FHIR for FAIR - FHIR Implementation Guide
1.0.0 - STU 1 International flag

This page is part of the FHIR for FAIR - FHIR Implementation Guide (v1.0.0: STU 1) based on FHIR v4.3.0. This is the current published version in its permanent home (it will always be available at this URL). For a full list of available versions, see the Directory of published versions

The Personal Health Train

Description of the scenario

A frequent problem in medical research are legal restrictions regarding the accessibility of patient data, as they contain sensitive information and are subject to special regulatory protection, e.g. by the EU General Data Protection Regulation. Data with a concrete patient reference can only be used for research via four different legal bases: on the basis of the treatment contract, due to legal framework conditions, e.g., for infection protection, by explicit consent of the informed patient, and by anonymization before disclosure. But even if these narrow conditions are fulfilled, the release of data sets offers a potential for misuse, because the control possibilities of non-disclosure after sharing are limited for the data holder and he has to rely on the reliability of the partner. At the same time, the technical and organizational effort required to carry out concrete re-distribution is often underestimated.

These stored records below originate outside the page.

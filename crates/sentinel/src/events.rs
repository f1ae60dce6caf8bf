//! Non-fatal connector notifications.
//!
//! `connect()` reports only its final outcome. Everything that happens on the
//! way (a monitor failing, a full pass failing before a retry) is reported
//! through an [`EventSink`] so operators can see a degraded monitor set
//! before it becomes an outage.

use std::time::Duration;

use tokio::sync::mpsc;

use crate::endpoint::MonitorEndpoint;

/// A notification emitted while a connect request is in progress.
#[derive(Debug, Clone, PartialEq, Eq)]
pub enum ConnectorEvent {
    /// One monitor could not be used; the connector moved on to the next.
    MonitorError {
        /// The monitor that failed.
        endpoint: MonitorEndpoint,
        /// Transport error or malformed-reply description.
        error: String,
    },
    /// Every monitor failed during one pass and a retry is scheduled.
    CycleExhausted {
        /// Number of exhausted passes in this request.
        attempt: u32,
        /// Delay before the next pass.
        delay: Duration,
        /// `all monitors unreachable, retrying after Nms`, with the last error appended.
        message: String,
    },
}

/// Receives connector notifications.
///
/// Called inline from the connector task; implementations must not block.
pub trait EventSink: Send + Sync {
    /// Handles one event.
    fn emit(&self, event: ConnectorEvent);
}

/// Logs events through `tracing`. This is the default sink.
#[derive(Debug, Clone, Copy, Default)]
pub struct TracingSink;

impl EventSink for TracingSink {
    fn emit(&self, event: ConnectorEvent) {
        match event {
            ConnectorEvent::MonitorError { endpoint, error } => {
                tracing::warn!(endpoint = %endpoint, error = %error, "monitor unusable");
            },
            ConnectorEvent::CycleExhausted { attempt, delay, message } => {
                tracing::warn!(attempt, delay_ms = delay.as_millis() as u64, "{message}");
            },
        }
    }
}

/// Forwards events into an unbounded channel.
#[derive(Debug, Clone)]
pub struct ChannelSink {
    tx: mpsc::UnboundedSender<ConnectorEvent>,
}

impl ChannelSink {
    /// Creates a sink and the receiver its events arrive on.
    #[must_use]
    pub fn new() -> (Self, mpsc::UnboundedReceiver<ConnectorEvent>) {
        let (tx, rx) = mpsc::unbounded_channel();
        (Self { tx }, rx)
    }
}

impl EventSink for ChannelSink {
    fn emit(&self, event: ConnectorEvent) {
        // A dropped receiver just means nobody is listening.
        let _ = self.tx.send(event);
    }
}
//! Code point classification over the pinned property snapshot.
//!
//! Two independent lookups per scalar: the Word_Break property class and
//! the script/line-break extension class. They are separate because
//! South-East-Asian combining marks carry both `WordBreak::Extend` and
//! `ScriptClass::ComplexContext`, and the boundary rules consult the two
//! attributes at different points.
//!
//! The per-value range groups from [`tables`](crate::tables) are merged
//! and sorted once, on first use, into a single binary-searchable table
//! shared process-wide.

use std::sync::OnceLock;

use crate::tables;

/// Word_Break property class of a code point (Unicode 6.0 snapshot).
///
/// Values not listed in the snapshot resolve to `Other`.
#[derive(Clone, Copy, Debug, PartialEq, Eq, Hash)]
#[repr(u8)]
pub enum WordBreak {
    /// No word-break behavior of its own.
    Other,
    /// Alphabetic letters and letter-like scalars.
    ALetter,
    /// Decimal digits and numeric separators that form number runs.
    Numeric,
    /// Katakana script plus the shared kana marks.
    Katakana,
    /// Joins letters when surrounded by them (e.g. `:` `·`).
    MidLetter,
    /// Joins numerics when surrounded by them (e.g. `,` `;`).
    MidNum,
    /// Joins both letters and numerics (e.g. `'` `.`).
    MidNumLet,
    /// Connector punctuation that glues runs together (e.g. `_`).
    ExtendNumLet,
    /// Combining marks absorbed into the preceding scalar (WB4).
    Extend,
    /// Invisible format controls absorbed into the preceding scalar (WB4).
    Format,
    /// Carriage return.
    Cr,
    /// Line feed.
    Lf,
    /// Other mandatory-break controls (VT, FF, NEL, LS, PS).
    Newline,
}

/// Script/line-break extension class of a code point.
///
/// Covers the three classes the segmenter treats specially beyond plain
/// UAX#29: Han ideograph singletons, Hiragana singletons, and
/// Complex_Context (Line_Break=SA) runs kept whole.
#[derive(Clone, Copy, Debug, PartialEq, Eq, Hash)]
#[repr(u8)]
pub enum ScriptClass {
    /// No special script handling.
    Other,
    /// Han script (ideographs, radicals, Han-script marks).
    Han,
    /// Hiragana script.
    Hiragana,
    /// Line_Break=Complex_Context: Thai, Lao, Myanmar, Khmer and kin.
    ComplexContext,
}

/// Combined classification of one code point.
#[derive(Clone, Copy, Debug, PartialEq, Eq, Hash)]
pub struct CharClass {
    /// Word_Break property class.
    pub word: WordBreak,
    /// Script/line-break extension class.
    pub script: ScriptClass,
}

/// Merge per-value range groups into one table sorted by range start.
///
/// The groups come straight from the snapshot transcription; sorting here
/// (instead of by hand in the data file) keeps the transcription diffable
/// against the UCD source ordering.
fn merge<T: Copy>(groups: &[(&[(u32, u32)], T)]) -> Vec<(u32, u32, T)> {
    let mut table: Vec<(u32, u32, T)> = groups
        .iter()
        .flat_map(|&(ranges, value)| ranges.iter().map(move |&(lo, hi)| (lo, hi, value)))
        .collect();
    table.sort_unstable_by_key(|&(lo, _, _)| lo);
    debug_assert!(
        table.windows(2).all(|w| w[0].1 < w[1].0),
        "snapshot ranges must be disjoint"
    );
    table
}

fn word_table() -> &'static [(u32, u32, WordBreak)] {
    static TABLE: OnceLock<Vec<(u32, u32, WordBreak)>> = OnceLock::new();
    TABLE.get_or_init(|| {
        merge(&[
            (tables::CR, WordBreak::Cr),
            (tables::LF, WordBreak::Lf),
            (tables::NEWLINE, WordBreak::Newline),
            (tables::FORMAT, WordBreak::Format),
            (tables::EXTEND, WordBreak::Extend),
            (tables::ALETTER, WordBreak::ALetter),
            (tables::NUMERIC, WordBreak::Numeric),
            (tables::KATAKANA, WordBreak::Katakana),
            (tables::MID_LETTER, WordBreak::MidLetter),
            (tables::MID_NUM, WordBreak::MidNum),
            (tables::MID_NUM_LET, WordBreak::MidNumLet),
            (tables::EXTEND_NUM_LET, WordBreak::ExtendNumLet),
        ])
    })
}

fn script_table() -> &'static [(u32, u32, ScriptClass)] {
    static TABLE: OnceLock<Vec<(u32, u32, ScriptClass)>> = OnceLock::new();
    TABLE.get_or_init(|| {
        merge(&[
            (tables::HAN, ScriptClass::Han),
            (tables::HIRAGANA, ScriptClass::Hiragana),
            (tables::COMPLEX_CONTEXT, ScriptClass::ComplexContext),
        ])
    })
}

/// Binary search for the range containing `cp`.
fn lookup<T: Copy>(table: &[(u32, u32, T)], cp: u32) -> Option<T> {
    let idx = table.partition_point(|&(lo, _, _)| lo <= cp);
    if idx == 0 {
        return None;
    }
    let (lo, hi, value) = table[idx - 1];
    (cp >= lo && cp <= hi).then_some(value)
}

/// Returns the Word_Break class of `c` under the pinned snapshot.
///
/// Total over all Unicode scalar values; unmapped scalars are
/// [`WordBreak::Other`].
#[inline]
pub fn word_break(c: char) -> WordBreak {
    lookup(word_table(), c as u32).unwrap_or(WordBreak::Other)
}

/// Returns the script/line-break extension class of `c`.
///
/// Total over all Unicode scalar values; unmapped scalars are
/// [`ScriptClass::Other`].
#[inline]
pub fn script_class(c: char) -> ScriptClass {
    lookup(script_table(), c as u32).unwrap_or(ScriptClass::Other)
}

/// Classify `c` on both attributes at once.
#[inline]
pub fn classify(c: char) -> CharClass {
    CharClass {
        word: word_break(c),
        script: script_class(c),
    }
}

It would be far more convenient and secure if data requests were executed locally on the data and the data did not have to travel to the evaluators. This is the principle idea of the Personal Health Train. The metaphor is intentional: the research hypothesis travels from station (data-holding institution) to station in machine-executable form like a train. At each station, the local query is executed or a statistical model is trained. After that, the train travels on, but the data does not leave the location, only aggregated information. Of course, such a concept makes hard demands on standards and security. Execution is always the responsibility of the local site, only signed algorithms are used, and transmission paths and access are secured. But the simplicity of integrating a new site is also important in real life. Data-holding centers cannot build an dedicated infrastructure for every new use case.


Figure 1 - The Personal Health Train


The figure shows an overview of the PHT infrastructure at an abstract level. The central service coordinates the analysis train from station to station. Each station retrieves the train from a special repository in the Central Service and performs the analysis after decryption. After saving the results (red dots), the train is sent back to the Central Service, and the same process occurs for the following stations until the last station.

Summary of main findings

The abstract concept of the Personal Health Train is currently being implemented by various development teams, which have joined forces in a GOFAIR Implementation Network. Although domain-independent in principle, the access problem preferably concerns medical data, so that all use cases of the PHT are currently based on health data. Equally catchy is the use of established standards, as it would be nonsensical to write special queries for each individual station. For the area of structured clinical data, mapping to FHIR makes sense if it is not already standardized. Of course, this involves an effort that should not be underestimated in individual cases, especially since FHIR can be extended in various ways, but a Common Data Model is a prerequisite for the scenario. Another challenge of the approach is that the queries have to be ready and executable in advance and cannot adapt to unforeseen situations. Experience teaches that the implementation of individual functions of the FHIR standard differs in different FHIR servers, e.g. the support of certain modifiers in FHIR Search. Also, the generic structure has to be considered, i.e. one site may have referenced diagnoses to cases and another site may have referenced cases to diagnoses.

HL7 FHIR facilitating FAIR principles

This use case focuses in particular on the interoperability axis. FHIR offers the advantage here of a modular concept of linked resources, each representing a typical artifact of the domain. At the same time, the learning curve for developers in particular is lower than for other HL7 standards because modern web technologies such as REST, HTTP, TLS and OAuth are used. The use of international terminologies such as ICD-10, LOINC or SNOMED CT is still far too rare in practice; FHIR can, however, support their introduction for the sake of argument.